Well, for the last couple years I've used big plastic tubs, but I just recently moved an old pickup box into my feed room and that's where I keep my feed now, it works quite good actually. I don't usually feed supplements, but I feed coconut oil and herbal mixes, and I keep that on a shelf.


----------



## KayleyS (Dec 17, 2015)

Stainless steel trash can with a lid. They are rodent and rust proof and you can get them for about $20 at farm supply stores, fleet farm, theisens, places where you can buy garage supplies.


----------



## Jan1975 (Sep 7, 2015)

waresbear said:


> Old chest deep freezer in the barn, served it's purpose for keeping rodents out, moisture free and secure. I have keeping grain in this freezer for over 20 years.
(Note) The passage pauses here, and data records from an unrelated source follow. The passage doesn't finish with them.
use std::time::Duration;

use sea_query_binder::SqlxValues;
use sqlx::sqlite::{SqliteConnection, SqliteRow};
use sqlx::{Column, Row, Sqlite, TypeInfo, ValueRef};

use self::ddl::Edit;
use super::{Backend, ColumnInfo};
use crate::dialect::quote_ident;
use crate::{Dialect, Kind, Record, Result, SqlError, Value};

mod ddl;

#[async_trait::async_trait]
impl Backend for Sqlite {
    const DIALECT: Dialect = Dialect::Sqlite;
    const ADVISORY_LOCKS: bool = false;

    async fn execute(conn: &mut SqliteConnection, sql: &str, values: SqlxValues) -> Result<u64> {
        let res = sqlx::query_with::<Sqlite, _>(sql, values)
            .execute(&mut *conn)
            .await?;

        Ok(res.rows_affected())
    }

    async fn fetch_all(
        conn: &mut SqliteConnection,
        sql: &str,
        values: SqlxValues,
    ) -> Result<Vec<Record>> {
        let rows = sqlx::query_with::<Sqlite, _>(sql, values)
            .fetch_all(&mut *conn)
            .await?;

        rows.iter().map(decode_row).collect()
    }

    async fn execute_script(conn: &mut SqliteConnection, sql: &str) -> Result<()> {
        sqlx::Executor::execute(&mut *conn, sqlx::raw_sql(sql)).await?;

        Ok(())
    }

    async fn next_id(
        _conn: &mut SqliteConnection,
        _table: &str,
        _column: &str,
    ) -> Result<Option<i64>> {
        Ok(None)
    }

    async fn column_info(
        conn: &mut SqliteConnection,
        table: &str,
        column: &str,
    ) -> Result<Option<ColumnInfo>> {
        let row = sqlx::query_as::<_, (i64, Option<String>)>(
            r#"SELECT "notnull", dflt_value FROM pragma_table_info($1) WHERE name = $2"#,
        )
        .bind(table)
        .bind(column)
        .fetch_optional(&mut *conn)
        .await?;

        Ok(row.map(|(not_null, default)| ColumnInfo {
            not_null: not_null != 0,
            default,
        }))
    }

    async fn set_default(
        conn: &mut SqliteConnection,
        table: &str,
        column: &str,
        default: &str,
    ) -> Result<()> {
        rebuild(conn, table, column, Edit::Default(default)).await
    }

    async fn set_not_null(conn: &mut SqliteConnection, table: &str, column: &str) -> Result<()> {
        rebuild(conn, table, column, Edit::NotNull).await
    }

    async fn statement_timeout(_conn: &mut SqliteConnection, timeout: Duration) -> Result<()> {
        tracing::debug!(?timeout, "statement timeout is not supported by sqlite, ignored");

        Ok(())
    }

    async fn try_lock(_conn: &mut SqliteConnection, _key: i64) -> Result<bool> {
        Ok(true)
    }

    async fn unlock(_conn: &mut SqliteConnection, _key: i64) -> Result<()> {
        Ok(())
    }
}

/// Declared types as reported by sqlx for sqlite columns.
fn null_kind(declared: &str) -> Kind {
    match declared {
        "BOOLEAN" => Kind::Bool,
        "INTEGER" => Kind::Int,
        "REAL" => Kind::Float,
        "BLOB" => Kind::Bytes,
        "DATETIME" | "DATE" => Kind::Timestamp,
        _ => Kind::Text,
    }
}

fn decode_row(row: &SqliteRow) -> Result<Record> {
    let mut record = Record::new();

    for column in row.columns() {
        let index = column.ordinal();
        let raw = row.try_get_raw(index)?;

        if raw.is_null() {
            record.push(column.name(), Value::Null(null_kind(column.type_info().name())));
            continue;
        }

        let storage = raw.type_info().name().to_owned();
        let value = match storage.as_str() {
            "REAL" => Value::Float(row.try_get_unchecked(index)?),
            "TEXT" => Value::Text(row.try_get_unchecked(index)?),
            "BLOB" => Value::Bytes(row.try_get_unchecked(index)?),
            _ => Value::Int(row.try_get_unchecked(index)?),
        };

        record.push(column.name(), value);
    }

    Ok(record)
}

struct TableColumn {
    name: String,
    not_null: bool,
    default: Option<String>,
}

/// SQLite has no `ALTER COLUMN`, the table is recreated inside a savepoint
/// from its original `CREATE TABLE` statement with only the column
/// definition edited.
///
/// `PRAGMA foreign_keys` cannot change inside a transaction, so foreign key
/// checks are deferred instead: dropping the table leaves the child rows
/// dangling until the rows are copied back under the same table name.
async fn rebuild(
    conn: &mut SqliteConnection,
    table: &str,
    column: &str,
    edit: Edit<'_>,
) -> Result<()> {
    let columns = table_columns(conn, table).await?;
    let Some(target) = columns.iter().find(|c| c.name == column) else {
        return Err(SqlError::NoSuchColumn {
            table: table.to_owned(),
            column: column.to_owned(),
        });
    };

    match edit {
        Edit::Default(default) => {
            if target.default.as_deref().map(normalize_default) == Some(normalize_default(default))
            {
                tracing::debug!(table, column, "default already set, rebuild skipped");
                return Ok(());
            }
        }
        Edit::NotNull => {
            if target.not_null {
                tracing::debug!(table, column, "column already not null, rebuild skipped");
                return Ok(());
            }
        }
    }

    let actions = sqlx::query_as::<_, (String, String)>(
        r#"SELECT m.name, f.on_delete
        FROM sqlite_master m, pragma_foreign_key_list(m.name) f
        WHERE m.type = 'table' AND f."table" = $1 COLLATE NOCASE AND f.on_delete <> 'NO ACTION'"#,
    )
    .bind(table)
    .fetch_all(&mut *conn)
    .await?;

    if let Some((child, action)) = actions.first() {
        return Err(SqlError::Rebuild {
            table: table.to_owned(),
            reason: format!("`{child}` references it with ON DELETE {action}"),
        });
    }

    let original = sqlx::query_scalar::<_, String>(
        "SELECT sql FROM sqlite_master WHERE type = 'table' AND name = $1",
    )
    .bind(table)
    .fetch_optional(&mut *conn)
    .await?
    .unwrap_or_default();

    let definition =
        ddl::rewrite_column(&original, column, edit).ok_or_else(|| SqlError::Rebuild {
            table: table.to_owned(),
            reason: format!("definition of `{column}` not found in `{original}`"),
        })?;
    let dependents = sqlx::query_scalar::<_, String>(
        r#"SELECT sql FROM sqlite_master
        WHERE tbl_name = $1 AND type IN ('index', 'trigger') AND sql IS NOT NULL
        ORDER BY type, name"#,
    )
    .bind(table)
    .fetch_all(&mut *conn)
    .await?;

    let quoted = quote_ident(table);
    let copy = quote_ident(&format!("patchkit_rebuild_{table}"));
    let names = columns
        .iter()
        .map(|c| quote_ident(&c.name))
        .collect::<Vec<_>>()
        .join(", ");

    let mut script = vec![
        "SAVEPOINT patchkit_rebuild".to_owned(),
        "PRAGMA defer_foreign_keys = ON".to_owned(),
        format!("CREATE TEMP TABLE {copy} AS SELECT * FROM {quoted}"),
        format!("DROP TABLE {quoted}"),
        definition,
        format!("INSERT INTO {quoted} ({names}) SELECT {names} FROM {copy}"),
        format!("DROP TABLE {copy}"),
    ];
    script.extend(dependents);
    script.push("RELEASE patchkit_rebuild".to_owned());

    tracing::debug!(table, column, "rebuilding sqlite table");

    let script = format!("{};", script.join(";\n"));
    if let Err(err) = sqlx::Executor::execute(&mut *conn, sqlx::raw_sql(&script)).await {
        sqlx::Executor::execute(
            &mut *conn,
            sqlx::raw_sql("ROLLBACK TO patchkit_rebuild; RELEASE patchkit_rebuild;"),
        )
        .await?;

        return Err(err.into());
    }

    Ok(())
}

async fn table_columns(conn: &mut SqliteConnection, table: &str) -> Result<Vec<TableColumn>> {
    let rows = sqlx::query_as::<_, (String, i64, Option<String>)>(
        r#"SELECT name, "notnull", dflt_value FROM pragma_table_info($1) ORDER BY cid"#,
    )
    .bind(table)
    .fetch_all(&mut *conn)
    .await?;

    Ok(rows
        .into_iter()
        .map(|(name, not_null, default)| TableColumn {
            name,
            not_null: not_null != 0,
            default,
        })
        .collect())
}

fn normalize_default(default: &str) -> String {
    let mut value = default.trim();

    while let Some(inner) = value.strip_prefix('(').and_then(|v| v.strip_suffix(')')) {
        value = inner.trim();
    }

    value.to_lowercase()
}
Wow that is a really good idea! We kept it in a barrel with a lid when I was a kid. I can't tell you how many times I stuck my hand in there when it was almost empty and felt a mouse run past my hand. :shock:


----------



## RedHorseRidge (Nov 3, 2012)

We keep our feed in the basement of a bank barn. We can't use metal trashcans as the humidity and temperature changes cause them to sweat (form condensation) inside. We use good plastic trash cans. We do have rats and squirrels (one squirrel chewed a 2" hole through to the top floor) but we have never had anything chew through the plastic. We have, however, had to throw out feed that was stored in metal cans when it got moldy due to the moisture. Even using metal cans to store our chicken feed on the top floor (warmer and less humid than the basement), we ended up throwing out lots of feed.


----------



## Corporal (Jul 29, 2010)

I keep all of my animal feed--horse, cat, dog and chicken, in metal cans bought new. I have a large oil can, like those used for barrel racing, that was clean and on the property with a tight lid, and I fill in that, too. The big can holds 250 pounds of horse feed, and each of the large trash cans holds 125 pounds of feed. Normally I buy 13, 50 lb bags to store at any one time. I keep them in a narrow room that was already in my barn, with a door and a hook designed to be horseproof. I cut a cat hole in the door on the bottom, so that my barn cats can get in and out and hunt.
The first cans I bought for grain were plastic, and I bought them to keep grain in at the first place that I kept my horses. In one week, the mice and rats had chewed holes in the lids. I replaced them immediately with metal, and that keeps mice out. You need thicker metal to keep out rats. I've replaced two of them because they have rusted over the years, and I have one more that will be replaced with a new one next year. The old ones still make great trash cans!
You MUST put the lids back on every time! I keep my measuring cans in one trash can for each type of animal. If, for some reason, like a rainy day and my chicken feed, that I leave a scoop outside and it gets wet, I just put it on top of the chicken feed can to dry, so I don't lost it. I am responsible for feeding all of the animals, and I HATE it when somebody else loses my measuring scoops, which they will do on occasion, because I have a routine and that messes it up.


----------